Books

BOOK REVIEW: ‘The Trans Generation’

How trans kids (and their parents) are creating a gender revolution.

Boy or girl? That’s a common-enough question, if you’re an expectant parent. You might’ve even wondered it yourself: will you need pink things or blue, and what name will you choose? For generations, those have been exciting decisions for prospective parents, but in The Trans Generation, Ann Travers asks if those decisions are prudent ones. Maybe letting the child decide would be a better choice.

Fifty-six years ago when Travers was born, the delivery-room doctor unwittingly caused a lifetime of hurt: “It’s a girl,” he said—causing Travers to spend years trying to “untangle” what that meant. That is part of what drives this book, the other part being the desire to improve the lives of trans kids through understanding.

Getting to that point is harrowing: 95 percent of transgender kids in one study felt unsafe in their schools. Many report that physicians misunderstand kids who are gender-nonconforming.

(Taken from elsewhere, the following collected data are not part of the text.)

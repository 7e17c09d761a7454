/// Pairing engine tests over in-memory repositories
///
/// Covers:
/// - Upload status transitions after a run
/// - Idempotent re-runs over resolved pools
/// - Partial persistence failure leaving uploads re-runnable
mod utils;

use deckscan::modules::pairing::domain::value_objects::PairingMethod;
use deckscan::modules::uploads::domain::value_objects::UploadStatus;
use std::sync::atomic::Ordering;
use utils::helpers::{self, files};
use uuid::Uuid;

#[tokio::test]
async fn every_upload_ends_paired_or_orphaned() {
    let services = helpers::build_test_services();
    let profile_id = Uuid::new_v4();

    let result = services
        .intake
        .register_uploads(
            profile_id,
            "box 1",
            files(&["card_front.jpg", "card_back.jpg", "mystery.jpg"]),
        )
        .await
        .unwrap();
    let batch_id = result.batch.id;

    let report = services
        .pairing_engine
        .pair_batch(batch_id, profile_id)
        .await
        .unwrap();

    assert_eq!(report.pairs_created, 1);
    assert_eq!(report.orphaned_upload_ids.len(), 1);
    assert!(report.errors.is_empty());

    for upload in services.uploads.all() {
        assert_ne!(
            upload.status,
            UploadStatus::Uploaded,
            "upload {} was left unresolved",
            upload.filename
        );
    }
}

#[tokio::test]
async fn filename_pair_is_oriented_and_scored() {
    let services = helpers::build_test_services();
    let profile_id = Uuid::new_v4();

    let result = services
        .intake
        .register_uploads(
            profile_id,
            "box 1",
            files(&["card_front.jpg", "card_back.jpg"]),
        )
        .await
        .unwrap();

    services
        .pairing_engine
        .pair_batch(result.batch.id, profile_id)
        .await
        .unwrap();

    let pairs = services.pairs.all();
    assert_eq!(pairs.len(), 1);
    let pair = &pairs[0];
    assert_eq!(pair.method, PairingMethod::AutoFilename);
    assert_eq!(pair.confidence, 0.95);

    let front = services.uploads.get(pair.front_upload_id).unwrap();
    let back = services.uploads.get(pair.back_upload_id.unwrap()).unwrap();
    assert_eq!(front.filename, "card_front.jpg");
    assert_eq!(back.filename, "card_back.jpg");
}

#[tokio::test]
async fn rerun_over_resolved_pool_changes_nothing() {
    let services = helpers::build_test_services();
    let profile_id = Uuid::new_v4();

    let result = services
        .intake
        .register_uploads(
            profile_id,
            "box 1",
            files(&["a_front.jpg", "a_back.jpg", "loose.png"]),
        )
        .await
        .unwrap();
    let batch_id = result.batch.id;

    services
        .pairing_engine
        .pair_batch(batch_id, profile_id)
        .await
        .unwrap();
    let pairs_after_first = services.pairs.all().len();
    let statuses_after_first: Vec<_> =
        services.uploads.all().iter().map(|u| u.status).collect();

    let report = services
        .pairing_engine
        .pair_batch(batch_id, profile_id)
        .await
        .unwrap();

    assert_eq!(report.pairs_created, 0);
    assert!(report.orphaned_upload_ids.is_empty());
    assert_eq!(services.pairs.all().len(), pairs_after_first);
    let statuses_after_second: Vec<_> =
        services.uploads.all().iter().map(|u| u.status).collect();
    assert_eq!(statuses_after_first, statuses_after_second);
}

#[tokio::test]
async fn failed_pair_insert_leaves_uploads_re_runnable() {
    let services = helpers::build_test_services();
    let profile_id = Uuid::new_v4();

    let result = services
        .intake
        .register_uploads(
            profile_id,
            "box 1",
            files(&["card_front.jpg", "card_back.jpg"]),
        )
        .await
        .unwrap();
    let batch_id = result.batch.id;

    services.pairs.fail_inserts.store(true, Ordering::SeqCst);
    let report = services
        .pairing_engine
        .pair_batch(batch_id, profile_id)
        .await
        .unwrap();

    assert_eq!(report.pairs_created, 0);
    assert_eq!(report.errors.len(), 1);
    assert!(services.pairs.all().is_empty());
    // Neither paired nor orphaned: both wait for the next run
    for upload in services.uploads.all() {
        assert_eq!(upload.status, UploadStatus::Uploaded);
    }

    // The retry run succeeds once persistence recovers
    services.pairs.fail_inserts.store(false, Ordering::SeqCst);
    let report = services
        .pairing_engine
        .pair_batch(batch_id, profile_id)
        .await
        .unwrap();
    assert_eq!(report.pairs_created, 1);
    assert!(report.errors.is_empty());
}

#[tokio::test]
async fn manual_pairing_resolves_orphans() {
    let services = helpers::build_test_services();
    let profile_id = Uuid::new_v4();

    let result = services
        .intake
        .register_uploads(profile_id, "box 1", files(&["odd.jpg", "weird.png"]))
        .await
        .unwrap();
    let batch_id = result.batch.id;

    services
        .pairing_engine
        .pair_batch(batch_id, profile_id)
        .await
        .unwrap();

    let uploads = services.uploads.all();
    assert!(uploads.iter().all(|u| u.status == UploadStatus::Orphaned));

    let pair = services
        .manual
        .pair_manually(profile_id, batch_id, uploads[0].id, Some(uploads[1].id))
        .await
        .unwrap();

    assert_eq!(pair.method, PairingMethod::Manual);
    assert_eq!(pair.confidence, 1.0);
    assert!(services
        .uploads
        .all()
        .iter()
        .all(|u| u.status == UploadStatus::Paired));
}

#[tokio::test]
async fn manual_pairing_rejects_existing_members() {
    let services = helpers::build_test_services();
    let profile_id = Uuid::new_v4();

    let result = services
        .intake
        .register_uploads(
            profile_id,
            "box 1",
            files(&["a_front.jpg", "a_back.jpg", "spare.jpg"]),
        )
        .await
        .unwrap();
    let batch_id = result.batch.id;

    services
        .pairing_engine
        .pair_batch(batch_id, profile_id)
        .await
        .unwrap();

    let uploads = services.uploads.all();
    let paired = uploads
        .iter()
        .find(|u| u.status == UploadStatus::Paired)
        .unwrap();
    let orphan = uploads
        .iter()
        .find(|u| u.status == UploadStatus::Orphaned)
        .unwrap();

    let err = services
        .manual
        .pair_manually(profile_id, batch_id, orphan.id, Some(paired.id))
        .await
        .unwrap_err();
    assert!(err.to_string().contains("already belongs to a pair"));
}

#[tokio::test]
async fn manual_pairing_allows_single_sided_cards() {
    let services = helpers::build_test_services();
    let profile_id = Uuid::new_v4();

    let result = services
        .intake
        .register_uploads(profile_id, "box 1", files(&["solo.jpg"]))
        .await
        .unwrap();
    let batch_id = result.batch.id;

    services
        .pairing_engine
        .pair_batch(batch_id, profile_id)
        .await
        .unwrap();

    let orphan = &services.uploads.all()[0];
    let pair = services
        .manual
        .pair_manually(profile_id, batch_id, orphan.id, None)
        .await
        .unwrap();

    assert_eq!(pair.back_upload_id, None);
    assert_eq!(
        services.uploads.get(orphan.id).unwrap().status,
        UploadStatus::Paired
    );
}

Trans kids attempt suicide and/or self-harm at very high rates and, says Travers, “many grow up hating their bodies.” Most employ several kinds of coping mechanisms to live their lives.

In writing this book, Travers reports interviewing a wide variety of trans kids from the U.S. and Canada—19 in all, ages 4 to 20, plus 23 parents. The children mostly came from middle-class families, which allowed them privileges such as better access to medical care and chances to change schools if they needed to do so. And some of the children Travers interviewed lived in poverty, their stories illustrating how being a trans kid can be socially and medically isolating, and how lack of access to needed resources can affect their well-being. 

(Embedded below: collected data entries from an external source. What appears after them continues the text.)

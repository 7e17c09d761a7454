use std::sync::Once;

static INIT: Once = Once::new();

/// Initialize the logging system
/// This should be called once at application startup
pub fn init_logger() {
    INIT.call_once(|| {
        env_logger::Builder::from_default_env()
            .filter_level(log::LevelFilter::Info) // Default level
            .filter_module("deckscan", log::LevelFilter::Debug) // More verbose for our app
            .filter_module("diesel", log::LevelFilter::Warn) // Reduce diesel noise
            .filter_module("reqwest", log::LevelFilter::Warn) // Reduce HTTP noise
            .filter_module("tokio", log::LevelFilter::Warn) // Reduce tokio noise
            .format_timestamp_secs()
            .format_target(false)
            .format_module_path(false)
            .init();

        log::info!("Logging system initialized");
    });
}

/// Macro for structured logging with context
#[macro_export]
macro_rules! log_info {
    ($($arg:tt)*) => {
        log::info!($($arg)*)
    };
}

#[macro_export]
macro_rules! log_debug {
    ($($arg:tt)*) => {
        log::debug!($($arg)*)
    };
}

#[macro_export]
macro_rules! log_warn {
    ($($arg:tt)*) => {
        log::warn!($($arg)*)
    };
}

#[macro_export]
macro_rules! log_error {
    ($($arg:tt)*) => {
        log::error!($($arg)*)
    };
}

Parents, of course, can also affect that well-being, but it takes a “phenomenal amount of care, advocacy, and activism to push back against cisgendered environments”—schools, sports, binary-only bathrooms, social activities, medical facilities, and politics. It takes a willingness to learn, listen, and lean in.

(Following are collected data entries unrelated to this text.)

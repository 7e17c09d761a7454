/// Diesel-based implementation of JobEventRepository
///
/// The audit trail is append-only: there is no update or delete path.
use crate::modules::jobs::domain::entities::JobEvent;
use crate::modules::jobs::domain::repository::JobEventRepository;
use crate::modules::jobs::domain::value_objects::EventLevel;
use crate::modules::jobs::infrastructure::models::{JobEventModel, NewJobEvent};
use crate::schema::job_events;
use crate::shared::errors::{AppError, AppResult};
use crate::shared::infrastructure::database::{DbConnection, DbPool};
use async_trait::async_trait;
use diesel::prelude::*;
use serde_json::Value as JsonValue;
use uuid::Uuid;

pub struct JobEventRepositoryImpl {
    pool: DbPool,
}

impl JobEventRepositoryImpl {
    pub fn new(pool: DbPool) -> Self {
        Self { pool }
    }

    fn get_conn(&self) -> AppResult<DbConnection> {
        self.pool
            .get()
            .map_err(|e| AppError::DatabaseError(format!("Failed to get connection: {}", e)))
    }
}

#[async_trait]
impl JobEventRepository for JobEventRepositoryImpl {
    async fn append(
        &self,
        job_id: Uuid,
        level: EventLevel,
        message: &str,
        data: Option<JsonValue>,
    ) -> AppResult<()> {
        let new_event = NewJobEvent {
            job_id,
            level,
            message: message.to_string(),
            data,
        };
        let mut conn = self.get_conn()?;

        diesel::insert_into(job_events::table)
            .values(&new_event)
            .execute(&mut conn)
            .map_err(|e| AppError::DatabaseError(format!("Failed to append job event: {}", e)))?;

        Ok(())
    }

    async fn list_for_job(&self, job_id: Uuid) -> AppResult<Vec<JobEvent>> {
        let mut conn = self.get_conn()?;

        let rows: Vec<JobEventModel> = job_events::table
            .filter(job_events::job_id.eq(job_id))
            .order(job_events::at.asc())
            .load(&mut conn)
            .map_err(|e| AppError::DatabaseError(format!("Failed to list job events: {}", e)))?;

        Ok(rows.into_iter().map(|e| e.to_domain()).collect())
    }
}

The Trans Generation is one heavy-duty book that’s not just for parents, but for teachers, advocates, and loved ones as well. 

Writing with a bit of a scholar’s voice and borrowing from some relatively dense science and law studies, Travers’ eye-opening chats with trans kids turn out to be the most helpful, useful, and even entertaining parts of this book. Those quotes from the mouths of babes, as they say, give insights that adults will find to be wise and thoughtful, even monumental. While a few of the stories are heartbreaking, the singular interview with a 16-year-old who made her own hormone treatments in her high school’s science lab will give you hope for the future. 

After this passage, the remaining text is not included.